With an interesting post title, Ben Woodard of Naught Thought blog provides some neutral analysis HERE. Terry of Agent Swarm blog replied in comments but Ben somehow missed it, but see Terry's thoughts HERE. On Ben's behalf he usually posts and then disappears, so I don't think he intentionally chose not to include Terry in comments. I've emailed Ben before and it took him weeks to respond: he just seems busy and is a graduate student who is (I believe) working on dissertation, so blogging and monitoring that probably just comes second. But I am just guessing here.
Naught Thought blog links a book review of Wolfendale's massive tome, but the review is, well, weird. Its conclusion is that two philosophers are missing each other - two philosophers are just going over each other's heads.
The review states that one version of the philosophy in question looks to arguments, or inferences drawn together to make a metaphysical point. In other words, "one ought to build up a conceptual infrastructure around their positive assertions, making explicit the scaffolding of inference that supports them."
The other philosophy states that philosophy is fundamentally aesthetic (or rhetorical and thus not philosophy proper, if philosophy has anything to do with argument) due to the "allure" of the world. So, "Philosophy should be concerned not with the organisation of reference, but with the enlargement of our capacity for absorption, our ability to be ‘taken in’."
The reviewer does note that Wolfendale critiques the view that philosophy cannot proceed to make positive metaphysical claims beyond the aesthetic, and that such a move is not much more than an enlargement of the correlationist circle - it equals not much more than rhetorical device to remain at the level of the aesthetic.
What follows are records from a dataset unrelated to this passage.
//! Provider descriptor data structures shared by the authorization and token flows.

/// Builder API for assembling provider descriptors.
pub mod builder;
/// Provider-specific quirk toggles.
pub mod quirks;

pub use builder::*;
pub use quirks::*;

// self
use crate::{_prelude::*, provider::ProviderId};

/// Upstox authorization dialog endpoint.
pub const UPSTOX_AUTHORIZATION_URL: &str =
	"https://api.upstox.com/v2/login/authorization/dialog";
/// Upstox token endpoint.
pub const UPSTOX_TOKEN_URL: &str = "https://api.upstox.com/v2/login/authorization/token";
/// Lifetime assumed when an Upstox token response omits `expires_in`.
///
/// Upstox access tokens stop working at the start of the next trading day, so half a day keeps
/// the manager refreshing well before that boundary.
pub const UPSTOX_FALLBACK_TOKEN_LIFETIME: Duration = Duration::hours(12);

/// Grants this crate can drive against a brokerage.
#[derive(Clone, Copy, Debug, PartialEq, Eq, Hash, Serialize, Deserialize)]
#[serde(rename_all = "snake_case")]
pub enum GrantType {
	/// Consent-dialog code exchanged once for the first pair.
	AuthorizationCode,
	/// Scheduled renewal with the stored refresh token.
	RefreshToken,
}
impl GrantType {
	/// Wire value of the `grant_type` form field.
	pub fn as_str(self) -> &'static str {
		match self {
			Self::AuthorizationCode => "authorization_code",
			Self::RefreshToken => "refresh_token",
		}
	}

	const fn bit(self) -> u8 {
		match self {
			Self::AuthorizationCode => 0b01,
			Self::RefreshToken => 0b10,
		}
	}
}
impl Display for GrantType {
	fn fmt(&self, f: &mut Formatter) -> FmtResult {
		f.write_str(self.as_str())
	}
}

/// Set of grants a descriptor accepts; serialized as a list of grant names.
#[derive(Clone, Copy, Debug, Default, PartialEq, Eq, Serialize, Deserialize)]
#[serde(from = "Vec<GrantType>", into = "Vec<GrantType>")]
pub struct SupportedGrants(u8);
impl SupportedGrants {
	/// Returns `true` when `grant` is in the set.
	pub fn supports(self, grant: GrantType) -> bool {
		self.0 & grant.bit() != 0
	}

	/// Returns the set with `grant` added.
	pub fn enable(self, grant: GrantType) -> Self {
		Self(self.0 | grant.bit())
	}
}
impl From<Vec<GrantType>> for SupportedGrants {
	fn from(grants: Vec<GrantType>) -> Self {
		grants.into_iter().fold(Self::default(), Self::enable)
	}
}
impl From<SupportedGrants> for Vec<GrantType> {
	fn from(set: SupportedGrants) -> Self {
		[GrantType::AuthorizationCode, GrantType::RefreshToken]
			.into_iter()
			.filter(|grant| set.supports(*grant))
			.collect()
	}
}

/// Client authentication styles for token endpoint calls.
#[derive(Clone, Copy, Debug, Default, PartialEq, Eq, Serialize, Deserialize)]
#[serde(rename_all = "snake_case")]
pub enum ClientAuthMethod {
	/// Form POST body parameters for `client_id`/`client_secret`.
	#[default]
	ClientSecretPost,
	/// HTTP Basic with `client_id`/`client_secret`.
	ClientSecretBasic,
}

/// Endpoint set declared by a provider descriptor.
#[derive(Clone, Debug, PartialEq, Eq, Serialize, Deserialize)]
pub struct ProviderEndpoints {
	/// Authorization dialog the operator visits to grant consent.
	pub authorization: Url,
	/// Token endpoint used for exchanges and refreshes.
	pub token: Url,
}

/// Immutable provider descriptor consumed by flows.
#[derive(Clone, Debug, PartialEq, Eq, Serialize, Deserialize)]
pub struct ProviderDescriptor {
	/// Descriptor identifier.
	pub id: ProviderId,
	/// Endpoint definitions exposed by the provider.
	pub endpoints: ProviderEndpoints,
	/// Supported grant flags.
	pub supported_grants: SupportedGrants,
	/// Preferred client authentication mechanism.
	pub preferred_client_auth_method: ClientAuthMethod,
	/// Provider-specific quirks.
	pub quirks: ProviderQuirks,
}
impl ProviderDescriptor {
	/// Creates a new builder for the provided identifier.
	pub fn builder(id: ProviderId) -> ProviderDescriptorBuilder {
		ProviderDescriptorBuilder::new(id)
	}

	/// Builder pre-seeded with the Upstox endpoints and grants.
	pub fn upstox_builder() -> Result<ProviderDescriptorBuilder, ProviderDescriptorError> {
		let id = ProviderId::new("upstox").map_err(ProviderDescriptorError::InvalidId)?;
		let authorization = Url::parse(UPSTOX_AUTHORIZATION_URL).map_err(|source| {
			ProviderDescriptorError::InvalidUrl { endpoint: "authorization", source }
		})?;
		let token = Url::parse(UPSTOX_TOKEN_URL)
			.map_err(|source| ProviderDescriptorError::InvalidUrl { endpoint: "token", source })?;

		Ok(Self::builder(id)
			.authorization_endpoint(authorization)
			.token_endpoint(token)
			.support_grants([GrantType::AuthorizationCode, GrantType::RefreshToken])
			.preferred_client_auth_method(ClientAuthMethod::ClientSecretPost)
			.quirks(ProviderQuirks {
				fallback_token_lifetime: Some(UPSTOX_FALLBACK_TOKEN_LIFETIME),
			}))
	}

	/// Validated Upstox preset.
	pub fn upstox() -> Result<Self, ProviderDescriptorError> {
		Self::upstox_builder()?.build()
	}

	/// Checks whether the descriptor supports a given grant.
	pub fn supports(&self, grant: GrantType) -> bool {
		self.supported_grants.supports(grant)
	}
}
To me, remaining at the level of the aesthetic even seems "relativist" or without grounds for systematicity (again, noted in the review). Nietzsche comes to mind.
The review then points to the whiff of a notion surrounding all of this: that the object of Wolfendale's critique is a successfully staged charade of philosophical sincerity.
You can read the review for yourself HERE.
Ah, to go back to Terry from Agent Swarm blog, his view is that these two philosophers are not going over each other's heads but instead reside on the same plane of reductionism. "I see two rival philosophical positions on the same plane: idealist reductionism (Harman) and physico-mathematical reductionism (Wolfendale)." I tend to side with the Wolfendalian/Brassierian appeal to reason, rationality, systematicity, naturalism, and a mathematized ontology that is capable of attaining metaphysical truth beyond the level of the aesthetic or level of mere human ken and attraction or allure; and also (as a very minor point) I also tend to accept the pragmatic-German idealist influenced figures such as Brandom or Sellars, or in my case Nicholas Rescher whose three volume System of Pragmatic Idealism is second to none. The attainment of positive metaphysical truth is possible - so "enlightenment" is possible - although enlightenment is a disconcerting, dark or cold truth which is utterly indifferent to humans, besides having been involved in creating humans. But alas, other cosmic epochs are indeed possible and life goes on without us. Take that as you will. In the end, Reality Rules.
The fact that Blake attacks the relativistic forms of philosophers in the mix of discussions about science (for example Bruno Latour, and see Brassier's complete decimation of Latourian approaches to scientific philosophy HERE) puts him in the "axis" that we are all so often included in.
That's just my two cents in passing, though.